Enquanto Lia ouvia contrita e espantada, pareceu que o chão lhe fugia dos pés. Com instinto materno ferido à flor da pele, ela continuava relutante em conscientizar-se que seu sonho deveria morrer. Imaginava que um filho lindo prenderia e enterneceria o coração e o sentimento de Dimitri quando enxergasse o filhinho em seu leito. Refletia consigo mesma: “Qual o pai que não sente o peito visitado pela ternura ao ver o filho recém nascido?” Lia ainda não conhecia as estultices maldosas do coração humano.

Não basta ser indulgente e ter boa vontade. É preciso aceitar com coragem lúcida os desafios da existência. Milhões de vidas se perdem por falta de informações prévias. No mundo dos comunicantes isso parece um paradoxo, não é?
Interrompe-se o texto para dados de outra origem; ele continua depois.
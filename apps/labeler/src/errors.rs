use thiserror::Error;

use crate::llm_client::LlmError;

/// Application-level error type.
/// Every variant is fatal for the run; per-row failures never surface here.
#[derive(Debug, Error)]
pub enum AppError {
    #[error("Configuration error: {0}")]
    Config(String),

    #[error("Column '{column}' not found in CSV. Available columns: {available:?}")]
    MissingColumn {
        column: String,
        available: Vec<String>,
    },

    #[error("CSV line {line} has {cells} fields, but the header has {columns} columns")]
    RaggedRow {
        line: u64,
        cells: usize,
        columns: usize,
    },

    #[error("CSV error: {0}")]
    Csv(#[from] csv::Error),

    #[error("I/O error: {0}")]
    Io(#[from] std::io::Error),

    #[error("LLM error: {0}")]
    Llm(#[from] LlmError),

    #[error("Internal error: {0}")]
    Internal(#[from] anyhow::Error),
}

impl From<tempfile::PersistError> for AppError {
    fn from(err: tempfile::PersistError) -> Self {
        AppError::Io(err.error)
    }
}
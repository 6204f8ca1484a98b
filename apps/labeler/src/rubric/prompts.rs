//! Rubric instruction texts.
//!
//! These strings define the classification behavior. Keep them byte-for-byte;
//! the model is steered by their wording, not by code.

/// Zero-shot rubric, paired with the JSON-schema response contract.
pub const ZERO_SHOT_INSTRUCTIONS: &str = r#"
You are analyzing comments written by Stack Exchange users during the 2023 moderation strike related to the platform-wide AI content moderation policy and data dump issues.
Each comment expresses the author's perspective on the strike.

You will classify the comments into five categories:

Collective Voice

[To determine if a Stack Exchange comment expresses Collective Voice, first check whether the comment is relevant to the 2023 SE moderation strike or strike-related events; if not, we say Collective Voice is false.
If it is relevant to the strike, check whether the author uses collective pronouns such as “we,” “us,” “our,” “the moderators,” “the community,” or “our users”. Comments that use collective pronouns usually express a collective stance by showing evidence of shared goals, mutual care, frustrations, or coordinated actions—such as organizing, signing petitions, or condemning the company as a group.

If the comment uses collective pronouns and falls into any of the categories mentioned above, we should classify it as Collective Voice.

Sometimes, even when the comment uses collective pronouns, it may not directly reflect shared goals, mutual care, frustrations, or coordinated actions. In this case, we should check for arguments against or critiques of the company’s position from the community's perspective, such as defending moderators or referencing “the community” in opposition to the company's actions. If the comment does not meet any of these conditions and is only neutral or individually focused, “Collective Voice” is false.


If collective pronouns are not used, comments that primarily share strike-related resources (e.g., links, lists, or updates) are also considered as Collective Voice.]

Individual Voice

[To determine if a Stack Exchange comment expresses Individual Voice, first check whether the comment is relevant to the moderator strike or strike-related events; if not, we say “Individual Voice” is false.
If it is relevant, check whether the comment focuses on the author’s personal experience, judgment, or opinion rather than from a collective perspective.


Comments that emphasize individual perspectives, typically using first-person pronouns such as “I,” “me,” or “my,” without referencing the broader community’s stance, may be a signal for Individual Voice.
Next, examine whether the comment conveys personal reasoning, decisions, or emotions to support or respond to the strike. For instance, statements such as “I decided to stop moderating,” or “I personally feel conflicted.”
These expressions indicate personal stance rather than group representation. If the comment lacks personal perspective, does not mention individual reasoning, we say “Individual Voice” is false.]

Internal Deliberation


[To determine if a Stack Exchange comment is Internal Deliberation, first check whether the comment is relevant to clarifying, questioning, or debating the reasoning behind the strike. For example, explaining why moderators organized it, and discussing the validity and implications of the strike in broader governance terms. If it falls under these categories, we say “Internal Deliberation” is true. The key indicator here is that the author is analyzing, reflecting on, or reasoning through the community’s internal conflicts or decision-making processes, rather than taking a clear stance for or against the strike.
If the comment is not related to the strike, but touches base on past governance structures, moderation policies, interpersonal conflicts, or general trust concerns(e.g., Monica Incident), we still say “Internal Deliberation” is true.
If the comment neither deliberates over governance issues nor relates current events to past community-company tensions, we say “Internal Deliberation” is false.]

Align with Company

[To determine if a Stack Exchange comment expresses Align with the Company, first ask whether the comment is relevant to the moderator strike or strike-related events; if not, “Align With Company” is false.
If it is relevant, check whether the comment explicitly or implicitly expresses agreement with, trust in, or support for Stack Exchange Inc.’s decisions or policies related to the strike. (e.g., “I am fully against this strike.)
If the comment falls under these categories, we say “Align with Company” is true.

The key indicator is that the author’s stance supports the company’s position rather than aligning with community dissent or collective protest. If the comment only expresses neutrality or critiques the company instead, we say “Align With Company” is false.]

None of the above

[If the comment does not fall under any of the above categories, we say “None of the above” is true.]


### OUTPUT FORMAT

You MUST return a SINGLE JSON object that follows this exact schema:

{
  "individual_voice": true/false,
  "collective_voice": true/false,
  "internal_deliberation": true/false,
  "align_with_company": true/false,
  "none_of_the_above": true/false,
  "reason": "Short explanation (1–2 sentences) for why you made this classification."
}

Your response must ONLY be the JSON object.
Do not include any additional text, explanations, or markdown.
Now it’s your turn. Classify the following Stack Exchange post according to the definitions above.
"#;

/// Few-shot rubric with four worked examples, paired with the free-text contract.
pub const FEW_SHOT_INSTRUCTIONS: &str = r#"
You are analyzing comments written by Stack Exchange users during the 2023 moderation strike related to the platform-wide AI content moderation policy and data dump issues.

Each comment expresses the author's perspective on the strike.

You will classify the comments into five categories:


**Collective Voice**

To determine if a Stack Exchange comment expresses Collective Voice, first check whether the comment is relevant to the 2023 SE moderation strike or strike-related events; if not, we say Collective Voice is false.
If it is relevant to the strike, check whether the author uses collective pronouns such as “we,” “us,” “our,” “the moderators,” “the community,” or “our users”. Comments that use collective pronouns usually express a collective stance by showing evidence of shared goals, mutual care, frustrations, or coordinated actions—such as organizing, signing petitions, or condemning the company as a group.

If the comment uses collective pronouns and falls into any of the categories mentioned above, we should classify it as Collective Voice.

Sometimes, even when the comment uses collective pronouns, it may not directly reflect shared goals, mutual care, frustrations, or coordinated actions. In this case, we should check for arguments against or critiques of the company’s position from the community's perspective, such as defending moderators or referencing “the community” in opposition to the company's actions. If the comment does not meet any of these conditions and is only neutral or individually focused, “Collective Voice” is false.


If collective pronouns are not used, comments that primarily share strike-related resources (e.g., links, lists, or updates) are also considered as Collective Voice.



**Individual Voice**

To determine if a Stack Exchange comment expresses Individual Voice, first check whether the comment is relevant to the moderator strike or strike-related events; if not, we say “Individual Voice” is false.
If it is relevant, check whether the comment focuses on the author’s personal experience, judgment, or opinion rather than from a collective perspective.


Comments that emphasize individual perspectives, typically using first-person pronouns such as “I,” “me,” or “my,” without referencing the broader community’s stance, may be a signal for Individual Voice.
Next, examine whether the comment conveys personal reasoning, decisions, or emotions to support or respond to the strike. For instance, statements such as “I decided to stop moderating,” or “I personally feel conflicted.”
These expressions indicate personal stance rather than group representation. If the comment lacks personal perspective, does not mention individual reasoning, we say “Individual Voice” is false.


**Internal Deliberation**


To determine if a Stack Exchange comment is Internal Deliberation, first check whether the comment is relevant to clarifying, questioning, or debating the reasoning behind the strike. For example, explaining why moderators organized it, and discussing the validity and implications of the strike in broader governance terms. If it falls under these categories, we say “Internal Deliberation” is true. The key indicator here is that the author is analyzing, reflecting on, or reasoning through the community’s internal conflicts or decision-making processes, rather than taking a clear stance for or against the strike.
If the comment is not related to the strike, but touches base on past governance structures, moderation policies, interpersonal conflicts, or general trust concerns(e.g., Monica Incident), we still say “Internal Deliberation” is true.
If the comment neither deliberates over governance issues nor relates current events to past community-company tensions, we say “Internal Deliberation” is false.


**Align with Company**

To determine if a Stack Exchange comment expresses Align with the Company, first ask whether the comment is relevant to the moderator strike or strike-related events; if not, “Align With Company” is false.
If it is relevant, check whether the comment explicitly or implicitly expresses agreement with, trust in, or support for Stack Exchange Inc.’s decisions or policies related to the strike. (e.g., “I am fully against this strike.)
If the comment falls under these categories, we say “Align with Company” is true.

The key indicator is that the author’s stance supports the company’s position rather than aligning with community dissent or collective protest. If the comment only expresses neutrality or critiques the company instead, we say “Align With Company” is false.


**None of the above**

If the comment does not fall under any of the above categories, we say “None of the above” is true.


### OUTPUT FORMAT

Represent your judgment as a single JSON object that matches this schema:

{
  "individual_voice": true/false,
  "collective_voice": true/false,
  "internal_deliberation": true/false,
  "align_with_company": true/false,
  "none_of_the_above": true/false,
  "reason": "Short explanation (1–2 sentences) for why you made this classification."
}

Do NOT explain your steps or thoughts. Your response must ONLY be the JSON object.

**Example 1**

Comment: "As a former moderator here, I'm saddened to see that the SE corporation still isn't really listening to the users who should be trusted the most.  The vast majority of the moderators I interacted with (or even watched work) are incredibly talented and intelligent people who care intensely about the community they curate."

Response: {"Individual Voice": false, "Collective Voice": true, "Internal Deliberation": false, "Align With Company": false,  "None of the above": false,

           "Reason": "The author speaks from the moderators’ and users’ perspective and expresses frustration toward the company for not listening to the community."}

**Example 2**

Comment: "As a former moderator here, I'm saddened to see that the SE corporation still isn't really listening to the users who should be trusted the most.  The vast majority of the moderators I interacted (or even watched work) are incredibly talented and intelligent people who care intensely about the community they curate."

Response: {"Individual Voice": false, "Collective Voice": true, "Internal Deliberation": false, "Align With Company": false,  "None of the above": false,

           "Reason": "The author speaks from the moderators’ and users’ perspective and expresses frustration toward the company for not listening to the community."}


**Example 3**

Comment: "I haven't read everything on this page. Maybe I'm missing something, but is there any evidence that any of this actually happened? As far as I can see, there isn't a link to even one AI - generated answer, let alone 10,000. What am I missing?"

Response: {"Individual Voice": false, "Collective Voice": false, "Internal Deliberation": true, "Align With Company": false,  "None of the above": false,

           "Reason": "This comment fits Internal Deliberation because the author is questioning evidence and trying to clarify factual claims without taking a stance for or against either side."}



**Example 4**

Comment: "From a longtime SO/SE user: I do not support this strike."

Response: {"Individual Voice": false, "Collective Voice": false, "Internal Deliberation": false, "Align With Company": true,  "None of the above": false,

           "Reason": "This comment directly expressed the author's disagreement with the community."}



Now it’s your turn. Classify the following Stack Exchange post according to the definitions above.

"#;

/// Separates the instruction block from the comment text.
pub const COMMENT_DELIMITER: &str = "\n\nComment:\n";

/// Trailing directive for the structured contract.
pub const STRUCTURED_DIRECTIVE: &str = "\n\nReturn ONLY the JSON object.";

/// Trailing directive for the free-text contract.
pub const FREE_TEXT_DIRECTIVE: &str = "\n\nLabel:";
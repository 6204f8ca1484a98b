//! In-memory CSV table: load, read one text column, set result columns, save.
//!
//! All columns are kept as strings. Columns the run does not touch are
//! written back exactly as read.

use std::path::Path;

use anyhow::anyhow;
use tempfile::NamedTempFile;
use tracing::{debug, info};

use crate::errors::AppError;

#[derive(Debug, Clone, PartialEq, Eq)]
pub struct Table {
    headers: Vec<String>,
    rows: Vec<Vec<String>>,
}

impl Table {
    /// Builds a table, padding or cutting every row to the header width.
    pub fn new(headers: Vec<String>, rows: Vec<Vec<String>>) -> Self {
        let width = headers.len();
        let rows = rows
            .into_iter()
            .map(|mut row| {
                row.resize(width, String::new());
                row
            })
            .collect();
        Self { headers, rows }
    }

    /// Reads a headed CSV file. Short rows are padded with empty cells; a row
    /// with more cells than the header is an error.
    pub fn read_csv(path: &Path) -> Result<Self, AppError> {
        let mut reader = csv::ReaderBuilder::new()
            .flexible(true)
            .from_path(path)?;

        let headers: Vec<String> = reader.headers()?.iter().map(String::from).collect();
        let mut rows = Vec::new();
        for record in reader.records() {
            let record = record?;
            if record.len() > headers.len() {
                return Err(AppError::RaggedRow {
                    line: record.position().map(|p| p.line()).unwrap_or_default(),
                    cells: record.len(),
                    columns: headers.len(),
                });
            }
            rows.push(record.iter().map(String::from).collect());
        }

        Ok(Self::new(headers, rows))
    }

    pub fn headers(&self) -> &[String] {
        &self.headers
    }

    pub fn len(&self) -> usize {
        self.rows.len()
    }

    pub fn is_empty(&self) -> bool {
        self.rows.is_empty()
    }

    fn column_index(&self, name: &str) -> Option<usize> {
        self.headers.iter().position(|h| h == name)
    }

    /// Values of `name` in row order. Empty cells come back as `""`.
    pub fn text_column(&self, name: &str) -> Result<Vec<String>, AppError> {
        let idx = self
            .column_index(name)
            .ok_or_else(|| AppError::MissingColumn {
                column: name.to_string(),
                available: self.headers.clone(),
            })?;

        Ok(self.rows.iter().map(|row| row[idx].clone()).collect())
    }

    /// Replaces an existing column in place, or appends a new one.
    pub fn set_column(&mut self, name: &str, values: Vec<String>) -> Result<(), AppError> {
        if values.len() != self.rows.len() {
            return Err(AppError::Internal(anyhow!(
                "column '{}' has {} values for {} rows",
                name,
                values.len(),
                self.rows.len()
            )));
        }

        match self.column_index(name) {
            Some(idx) => {
                debug!("Overwriting existing column '{}'", name);
                for (row, value) in self.rows.iter_mut().zip(values) {
                    row[idx] = value;
                }
            }
            None => {
                self.headers.push(name.to_string());
                for (row, value) in self.rows.iter_mut().zip(values) {
                    row.push(value);
                }
            }
        }

        Ok(())
    }

    /// Writes the table to `path` through a temporary file in the same
    /// directory, renamed into place once fully written.
    pub fn write_csv(&self, path: &Path) -> Result<(), AppError> {
        let dir = match path.parent() {
            Some(parent) if !parent.as_os_str().is_empty() => parent,
            _ => Path::new("."),
        };

        let tmp = NamedTempFile::new_in(dir)?;
        {
            let mut writer = csv::WriterBuilder::new()
                .terminator(csv::Terminator::Any(b'\n'))
                .from_writer(tmp.as_file());
            writer.write_record(&self.headers)?;
            for row in &self.rows {
                writer.write_record(row)?;
            }
            writer.flush()?;
        }
        tmp.as_file().sync_all()?;
        tmp.persist(path)?;

        info!("Wrote {} rows to {}", self.rows.len(), path.display());
        Ok(())
    }
}

/// Checks the output path's directory exists, so a bad output location fails
/// before the model is called.
pub fn ensure_output_dir(path: &Path) -> Result<(), AppError> {
    let dir = match path.parent() {
        Some(parent) if !parent.as_os_str().is_empty() => parent,
        _ => Path::new("."),
    };
    if !dir.is_dir() {
        return Err(AppError::Config(format!(
            "output directory '{}' does not exist",
            dir.display()
        )));
    }
    Ok(())
}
Será desnecessário descrever tudo o que Lia sofreu nas 3 primeiras semanas seguintes ao encontro no restaurante. De um lado pela sua formação ortodoxa, ela não poderia entregar seu corpo às violências de um aborto. Também queria muito ter um lindo e saudável bebê que seria muito amado, principalmente sendo fruto do homem a quem dedicava as virtudes e sentimentos da sua inexperiente alma.

Ela entrara no quarto mês de gestação e sentia arrepios pelo corpo só em imaginar os conflitos familiares que eclodiriam na sua existência, desprotegida pela intensidade do amor que sentia por Dimitri. Lembrava com íntima dor expandida, as últimas palavras do eleito por sua alma: “Ou esse nascimento ou eu!”. Que faria ela em tão cruel encruzilhada, sem nem ao menos o respaldo de uma terceira opção? Não se permitia julgar a inclemência do amado. Para ela, Dimitri era a síntese da perfeição deste mundo! Se algo parecia errado, o erro tinha que estar nela. Mas por que a vida é assim? Por que os amigos de escola em plena mocidade casavam no altar e ganhavam os filhos que desejavam? Por que ela, contrariando hábitos e conteúdos familiares, por exigência de Dimitri, teve que entregar-se a ele num antihigiênico quarto de hotel, sem véu de noiva e flores aos pés do altar?

Mas esse conflito interior não era o ferimento principal: o pior é que ela assistia o crescimento do embate e, para não perder Dimitri ela daria a própria vida. Jurava que não poderia viver sem ele, ela começava a ceder no aceitar a idéia de concordar com a interrupção da gravidez. Seria um menino, uma menina? Já sentia em seu ventre os primeiros movimentos do serzinho que já adorava sem conhecer.

Sim, esse serzinho precisava de toda a proteção, mas por outro lado, tinha que inclinar-se perante as determinações de Dimitri. Ela não poderia morrer. Agonizava-se com a fantasia de ser entregue a uma parteira particular, onde alguém a sedaria e ela nada veria. Sem querer apartar-se das derradeiras esperanças, surgiu-lhe a idéia de procurar o noivo querido e, quem sabe, envolvê-lo com expandidos carinhos, alcançar que ele mudasse de posição? Certa vez tinha ouvido falar de casais que mudaram de idéia e deixaram vir à luz o fruto multiplicador da vida. Para manter esse amor, que preço deveria pagar à vida?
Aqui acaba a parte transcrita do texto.